### Input data ###

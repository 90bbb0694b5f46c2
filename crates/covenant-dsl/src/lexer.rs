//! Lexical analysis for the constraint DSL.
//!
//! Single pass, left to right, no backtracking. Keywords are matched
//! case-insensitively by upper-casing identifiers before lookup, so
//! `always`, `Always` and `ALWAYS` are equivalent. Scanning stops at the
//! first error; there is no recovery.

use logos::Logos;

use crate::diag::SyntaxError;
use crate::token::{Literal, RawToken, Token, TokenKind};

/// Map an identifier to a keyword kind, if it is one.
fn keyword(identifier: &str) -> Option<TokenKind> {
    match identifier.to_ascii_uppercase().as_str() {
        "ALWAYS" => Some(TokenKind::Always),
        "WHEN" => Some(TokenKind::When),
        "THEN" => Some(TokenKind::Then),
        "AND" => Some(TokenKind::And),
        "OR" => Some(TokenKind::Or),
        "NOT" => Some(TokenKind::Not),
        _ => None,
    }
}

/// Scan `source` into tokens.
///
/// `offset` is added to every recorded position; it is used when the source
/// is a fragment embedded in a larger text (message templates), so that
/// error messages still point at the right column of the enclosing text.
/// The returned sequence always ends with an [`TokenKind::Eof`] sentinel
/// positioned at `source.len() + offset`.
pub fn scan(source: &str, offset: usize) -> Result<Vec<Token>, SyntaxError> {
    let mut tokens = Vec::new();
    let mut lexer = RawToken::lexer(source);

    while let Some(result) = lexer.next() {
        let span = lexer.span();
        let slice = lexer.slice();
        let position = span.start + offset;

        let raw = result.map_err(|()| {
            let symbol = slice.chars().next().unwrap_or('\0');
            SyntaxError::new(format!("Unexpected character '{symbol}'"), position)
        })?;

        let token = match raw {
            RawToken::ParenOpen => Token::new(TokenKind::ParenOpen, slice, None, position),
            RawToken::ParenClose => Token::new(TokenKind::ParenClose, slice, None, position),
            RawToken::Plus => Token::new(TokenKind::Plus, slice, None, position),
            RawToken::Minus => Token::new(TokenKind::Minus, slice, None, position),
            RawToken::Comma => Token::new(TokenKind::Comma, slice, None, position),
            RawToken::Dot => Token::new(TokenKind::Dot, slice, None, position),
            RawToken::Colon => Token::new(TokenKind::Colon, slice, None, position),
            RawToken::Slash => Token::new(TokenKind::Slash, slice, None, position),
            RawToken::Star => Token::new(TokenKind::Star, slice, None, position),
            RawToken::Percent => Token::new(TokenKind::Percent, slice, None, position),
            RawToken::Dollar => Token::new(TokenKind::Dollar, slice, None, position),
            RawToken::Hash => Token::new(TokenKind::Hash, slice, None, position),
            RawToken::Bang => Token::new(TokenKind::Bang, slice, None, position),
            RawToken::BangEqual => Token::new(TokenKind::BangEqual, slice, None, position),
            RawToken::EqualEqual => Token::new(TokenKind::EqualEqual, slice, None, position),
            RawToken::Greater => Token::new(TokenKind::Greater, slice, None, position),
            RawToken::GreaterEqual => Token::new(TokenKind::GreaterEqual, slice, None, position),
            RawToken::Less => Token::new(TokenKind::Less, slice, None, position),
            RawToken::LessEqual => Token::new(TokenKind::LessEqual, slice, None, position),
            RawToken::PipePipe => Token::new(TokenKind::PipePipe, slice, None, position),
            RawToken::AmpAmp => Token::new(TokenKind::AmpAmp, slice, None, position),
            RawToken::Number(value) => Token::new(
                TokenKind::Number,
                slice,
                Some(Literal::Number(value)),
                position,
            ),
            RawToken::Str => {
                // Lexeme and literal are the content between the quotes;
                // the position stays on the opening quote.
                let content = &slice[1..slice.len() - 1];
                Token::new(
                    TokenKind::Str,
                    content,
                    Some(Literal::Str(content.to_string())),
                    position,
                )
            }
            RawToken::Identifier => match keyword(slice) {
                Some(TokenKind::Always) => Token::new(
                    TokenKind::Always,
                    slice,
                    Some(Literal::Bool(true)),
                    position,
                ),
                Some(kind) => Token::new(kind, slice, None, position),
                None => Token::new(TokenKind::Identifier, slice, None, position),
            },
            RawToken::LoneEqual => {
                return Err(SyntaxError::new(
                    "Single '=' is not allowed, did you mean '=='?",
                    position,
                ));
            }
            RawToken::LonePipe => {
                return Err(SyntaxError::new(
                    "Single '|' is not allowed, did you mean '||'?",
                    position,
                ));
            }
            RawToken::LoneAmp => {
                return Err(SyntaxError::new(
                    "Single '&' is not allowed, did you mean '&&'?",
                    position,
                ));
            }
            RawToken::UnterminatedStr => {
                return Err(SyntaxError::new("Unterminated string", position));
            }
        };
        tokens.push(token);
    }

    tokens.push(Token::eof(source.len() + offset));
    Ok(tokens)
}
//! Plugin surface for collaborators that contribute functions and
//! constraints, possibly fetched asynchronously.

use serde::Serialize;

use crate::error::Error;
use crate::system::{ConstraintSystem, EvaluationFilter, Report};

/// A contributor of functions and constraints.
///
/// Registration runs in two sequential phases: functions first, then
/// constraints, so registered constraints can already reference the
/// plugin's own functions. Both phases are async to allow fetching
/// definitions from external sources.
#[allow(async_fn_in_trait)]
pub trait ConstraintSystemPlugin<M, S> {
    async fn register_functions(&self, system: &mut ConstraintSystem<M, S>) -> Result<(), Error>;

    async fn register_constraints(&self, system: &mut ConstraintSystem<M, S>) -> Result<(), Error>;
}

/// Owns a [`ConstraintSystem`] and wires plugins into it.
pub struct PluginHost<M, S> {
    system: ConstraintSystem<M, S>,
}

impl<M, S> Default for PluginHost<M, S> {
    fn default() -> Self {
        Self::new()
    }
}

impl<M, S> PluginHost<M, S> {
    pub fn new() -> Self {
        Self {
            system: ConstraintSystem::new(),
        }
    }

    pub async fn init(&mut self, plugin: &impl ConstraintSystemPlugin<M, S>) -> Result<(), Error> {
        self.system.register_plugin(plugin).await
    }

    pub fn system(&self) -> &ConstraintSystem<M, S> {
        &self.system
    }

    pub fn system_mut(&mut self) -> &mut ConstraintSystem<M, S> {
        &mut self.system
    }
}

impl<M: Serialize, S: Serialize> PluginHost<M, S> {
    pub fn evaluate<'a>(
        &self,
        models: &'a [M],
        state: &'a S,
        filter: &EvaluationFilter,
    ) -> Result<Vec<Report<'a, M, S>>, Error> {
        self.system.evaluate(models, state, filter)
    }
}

###
### Input data ###

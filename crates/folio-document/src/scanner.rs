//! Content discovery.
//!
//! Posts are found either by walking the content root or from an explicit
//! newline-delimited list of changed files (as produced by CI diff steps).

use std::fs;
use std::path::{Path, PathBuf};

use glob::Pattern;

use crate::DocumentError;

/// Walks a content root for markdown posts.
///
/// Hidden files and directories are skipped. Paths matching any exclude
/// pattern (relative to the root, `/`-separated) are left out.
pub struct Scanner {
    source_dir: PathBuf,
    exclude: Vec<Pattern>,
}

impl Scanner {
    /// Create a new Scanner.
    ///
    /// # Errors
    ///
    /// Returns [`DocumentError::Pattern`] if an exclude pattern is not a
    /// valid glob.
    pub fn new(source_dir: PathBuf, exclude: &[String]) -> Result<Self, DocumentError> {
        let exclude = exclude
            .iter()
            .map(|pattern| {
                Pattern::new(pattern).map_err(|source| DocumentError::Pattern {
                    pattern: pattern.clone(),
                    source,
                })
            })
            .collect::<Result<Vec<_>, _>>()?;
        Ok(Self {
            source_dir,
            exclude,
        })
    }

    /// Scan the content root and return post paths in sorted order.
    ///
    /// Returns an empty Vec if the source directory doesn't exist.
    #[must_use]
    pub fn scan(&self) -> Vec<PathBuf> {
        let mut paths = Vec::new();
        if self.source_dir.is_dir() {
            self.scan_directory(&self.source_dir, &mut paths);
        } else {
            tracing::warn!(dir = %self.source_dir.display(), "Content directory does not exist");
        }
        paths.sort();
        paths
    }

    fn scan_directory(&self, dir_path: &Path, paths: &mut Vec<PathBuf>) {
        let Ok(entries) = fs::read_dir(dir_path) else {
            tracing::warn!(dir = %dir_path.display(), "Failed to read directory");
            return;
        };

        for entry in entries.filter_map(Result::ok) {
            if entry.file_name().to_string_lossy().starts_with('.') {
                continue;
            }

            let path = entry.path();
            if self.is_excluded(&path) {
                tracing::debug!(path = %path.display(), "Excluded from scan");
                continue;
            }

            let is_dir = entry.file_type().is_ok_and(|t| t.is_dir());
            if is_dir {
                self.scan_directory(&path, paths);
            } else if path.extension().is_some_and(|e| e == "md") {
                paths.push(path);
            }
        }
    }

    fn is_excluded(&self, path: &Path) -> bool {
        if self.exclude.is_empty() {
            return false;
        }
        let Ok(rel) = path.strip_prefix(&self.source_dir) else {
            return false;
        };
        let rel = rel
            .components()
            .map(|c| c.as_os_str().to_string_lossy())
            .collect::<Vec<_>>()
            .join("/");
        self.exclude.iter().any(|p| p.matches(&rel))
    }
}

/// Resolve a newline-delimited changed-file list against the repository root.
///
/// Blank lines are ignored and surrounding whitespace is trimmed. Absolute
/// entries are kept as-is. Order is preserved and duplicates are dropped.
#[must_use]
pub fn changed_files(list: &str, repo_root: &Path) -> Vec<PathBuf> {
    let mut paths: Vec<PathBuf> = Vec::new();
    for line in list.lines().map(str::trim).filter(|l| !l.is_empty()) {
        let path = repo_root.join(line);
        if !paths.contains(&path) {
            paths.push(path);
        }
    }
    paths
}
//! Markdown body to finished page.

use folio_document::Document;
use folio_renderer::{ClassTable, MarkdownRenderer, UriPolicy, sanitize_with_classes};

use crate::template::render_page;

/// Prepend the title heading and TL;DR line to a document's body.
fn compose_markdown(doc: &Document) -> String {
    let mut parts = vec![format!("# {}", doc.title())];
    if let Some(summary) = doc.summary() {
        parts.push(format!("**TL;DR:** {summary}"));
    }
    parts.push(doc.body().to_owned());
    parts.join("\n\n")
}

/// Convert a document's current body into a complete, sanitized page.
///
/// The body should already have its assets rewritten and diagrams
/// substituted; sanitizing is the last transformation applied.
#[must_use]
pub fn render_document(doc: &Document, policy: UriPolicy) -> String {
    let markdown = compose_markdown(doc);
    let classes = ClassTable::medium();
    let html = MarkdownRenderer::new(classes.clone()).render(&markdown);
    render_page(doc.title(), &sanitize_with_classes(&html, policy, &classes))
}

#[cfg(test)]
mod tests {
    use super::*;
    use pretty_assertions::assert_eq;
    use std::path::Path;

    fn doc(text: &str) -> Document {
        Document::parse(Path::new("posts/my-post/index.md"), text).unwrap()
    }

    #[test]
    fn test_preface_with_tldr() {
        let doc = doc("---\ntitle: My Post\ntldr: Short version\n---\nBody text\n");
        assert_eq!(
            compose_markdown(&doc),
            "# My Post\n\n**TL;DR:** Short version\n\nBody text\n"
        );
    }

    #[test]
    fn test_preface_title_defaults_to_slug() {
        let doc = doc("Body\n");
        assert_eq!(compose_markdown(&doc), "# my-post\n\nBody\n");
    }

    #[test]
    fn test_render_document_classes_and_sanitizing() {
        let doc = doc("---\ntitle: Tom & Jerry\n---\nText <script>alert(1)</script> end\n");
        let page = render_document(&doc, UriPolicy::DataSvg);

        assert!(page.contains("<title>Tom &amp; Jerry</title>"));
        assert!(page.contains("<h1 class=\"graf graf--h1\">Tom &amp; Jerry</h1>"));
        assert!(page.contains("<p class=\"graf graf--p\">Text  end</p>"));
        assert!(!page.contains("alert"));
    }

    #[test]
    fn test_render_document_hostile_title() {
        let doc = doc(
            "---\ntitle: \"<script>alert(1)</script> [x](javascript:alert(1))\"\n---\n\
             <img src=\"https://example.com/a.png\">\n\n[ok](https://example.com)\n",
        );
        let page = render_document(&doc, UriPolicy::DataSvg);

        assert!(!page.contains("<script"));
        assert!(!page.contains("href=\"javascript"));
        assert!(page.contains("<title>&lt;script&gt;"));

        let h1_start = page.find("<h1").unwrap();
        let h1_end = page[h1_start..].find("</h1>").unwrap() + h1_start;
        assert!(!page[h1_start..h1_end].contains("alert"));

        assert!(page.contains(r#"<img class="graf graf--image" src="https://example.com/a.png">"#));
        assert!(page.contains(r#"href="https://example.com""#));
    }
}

###

▶ [What this task involves]
Among the entries above, find the line with "repository 90bbb0694b5f46c2" and the line with "The returned sequence"; give again exactly these two lines and all lines between them.

▶ [Exercise response]
repository 90bbb0694b5f46c2
filename crates/covenant-dsl/src/lexer.rs
//! Lexical analysis for the constraint DSL.
//!
//! Single pass, left to right, no backtracking. Keywords are matched
//! case-insensitively by upper-casing identifiers before lookup, so
//! `always`, `Always` and `ALWAYS` are equivalent. Scanning stops at the
//! first error; there is no recovery.

use logos::Logos;

use crate::diag::SyntaxError;
use crate::token::{Literal, RawToken, Token, TokenKind};

/// Map an identifier to a keyword kind, if it is one.
fn keyword(identifier: &str) -> Option<TokenKind> {
    match identifier.to_ascii_uppercase().as_str() {
        "ALWAYS" => Some(TokenKind::Always),
        "WHEN" => Some(TokenKind::When),
        "THEN" => Some(TokenKind::Then),
        "AND" => Some(TokenKind::And),
        "OR" => Some(TokenKind::Or),
        "NOT" => Some(TokenKind::Not),
        _ => None,
    }
}

/// Scan `source` into tokens.
///
/// `offset` is added to every recorded position; it is used when the source
/// is a fragment embedded in a larger text (message templates), so that
/// error messages still point at the right column of the enclosing text.
/// The returned sequence always ends with an [`TokenKind::Eof`] sentinel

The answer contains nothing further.